The story of slavery in the United States is "in fact the most powerful story of survival ever told," said Terry Brown, the first black American official at the Fort Monroe National Monument.

With his team, he is preparing a great weekend of ceremonies, from August 23 to 25, to celebrate the "contribution" of Africans to American society.

"The more we all talk together, the easier it is to fight against the poison of racism," he continues under his hat.

Terry Brown himself went in search of his past gone, discovering, through a DNA test, his Cameroonian roots.

"It's very moving because every day I cross the bridge" to the Fort "and every time I think about the fact that they came here, 400 years ago, who would have imagined I would be a day here, walking in their footsteps? "

While the other African premieres - "17 women and 15 men from Ndongo or Kongo lived in Virginia early 1620" according to James Horn - remained anonymous forever, Angela appears on two rare documents listing the population of the small colony in 1624 and 1625, under the name of "Angelo".

Angela or Angelo: Historians debate what was really his first name, probably given by the Portuguese. But all agree that she was a slave to the wealthy Pierce family. She had to work at home and in the orchard.

- "Hereditary" slavery -

Angela was probably lodged with white servants, according to historians.
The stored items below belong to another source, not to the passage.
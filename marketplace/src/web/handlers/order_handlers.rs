// marketplace/src/web/handlers/order_handlers.rs

use actix_web::{web, HttpResponse};
use serde::Deserialize;
use serde_json::json;
use tracing::instrument;
use uuid::Uuid;

use crate::errors::AppError;
use crate::models::OrderStatus;
use crate::pipelines::fulfillment_pipeline;
use crate::services::{accounts, orders};
use crate::state::AppState;
use crate::web::auth::AuthenticatedUser;

#[derive(Deserialize, Debug)]
pub struct StatusPayload {
  pub status: OrderStatus,
}

#[instrument(name = "handler::customer_orders", skip(app_state), fields(user_id = %auth_user.user_id))]
pub async fn customer_orders_handler(
  app_state: web::Data<AppState>,
  auth_user: AuthenticatedUser,
) -> Result<HttpResponse, AppError> {
  let actor = accounts::load_actor(app_state.store.as_ref(), auth_user.user_id).await?;
  let orders = orders::list_for_customer(app_state.store.as_ref(), &actor).await?;
  Ok(HttpResponse::Ok().json(json!({ "orders": orders })))
}

#[instrument(name = "handler::seller_orders", skip(app_state), fields(user_id = %auth_user.user_id))]
pub async fn seller_orders_handler(
  app_state: web::Data<AppState>,
  auth_user: AuthenticatedUser,
) -> Result<HttpResponse, AppError> {
  let actor = accounts::load_actor(app_state.store.as_ref(), auth_user.user_id).await?;
  let orders = orders::list_for_seller(app_state.store.as_ref(), &actor).await?;
  Ok(HttpResponse::Ok().json(json!({ "orders": orders })))
}

#[instrument(name = "handler::order_detail", skip(app_state, path), fields(user_id = %auth_user.user_id, order_id = %path.as_ref()))]
pub async fn order_detail_handler(
  app_state: web::Data<AppState>,
  path: web::Path<Uuid>,
  auth_user: AuthenticatedUser,
) -> Result<HttpResponse, AppError> {
  let actor = accounts::load_actor(app_state.store.as_ref(), auth_user.user_id).await?;
  let detail = orders::detail(app_state.store.as_ref(), &actor, path.into_inner()).await?;
  Ok(HttpResponse::Ok().json(json!({ "order": detail })))
}

#[instrument(name = "handler::update_order_status", skip(app_state, path, payload), fields(user_id = %auth_user.user_id, order_id = %path.as_ref(), status = %payload.status))]
pub async fn update_status_handler(
  app_state: web::Data<AppState>,
  path: web::Path<Uuid>,
  payload: web::Json<StatusPayload>,
  auth_user: AuthenticatedUser,
) -> Result<HttpResponse, AppError> {
  let change =
    fulfillment_pipeline::update_status(app_state.get_ref(), auth_user.user_id, path.into_inner(), payload.status).await?;
  Ok(HttpResponse::Ok().json(json!({
      "order": change.order,
      "changed": change.changed,
      "lowStock": change.low_stock
  })))
}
It was not until forty years later, around 1660, that several British colonies in America decreed that the status of slave would now be transmitted by the mother, bringing a new hereditary and fundamentally racial dimension, to slavery.

At the same time, they prohibited intermarriage. A prohibition that will continue in some American states until the twentieth century.

After 1625, Angela disappears from the records. But his name is now more than ever in the spotlight in Jamestown.

Research on the first Africans "reflect a more complete history of the past of the United States, with which we are still struggling," said Chardé Reid, saying however "optimistic".

"We are witnessing a profound change, and it's really amazing to be part of it."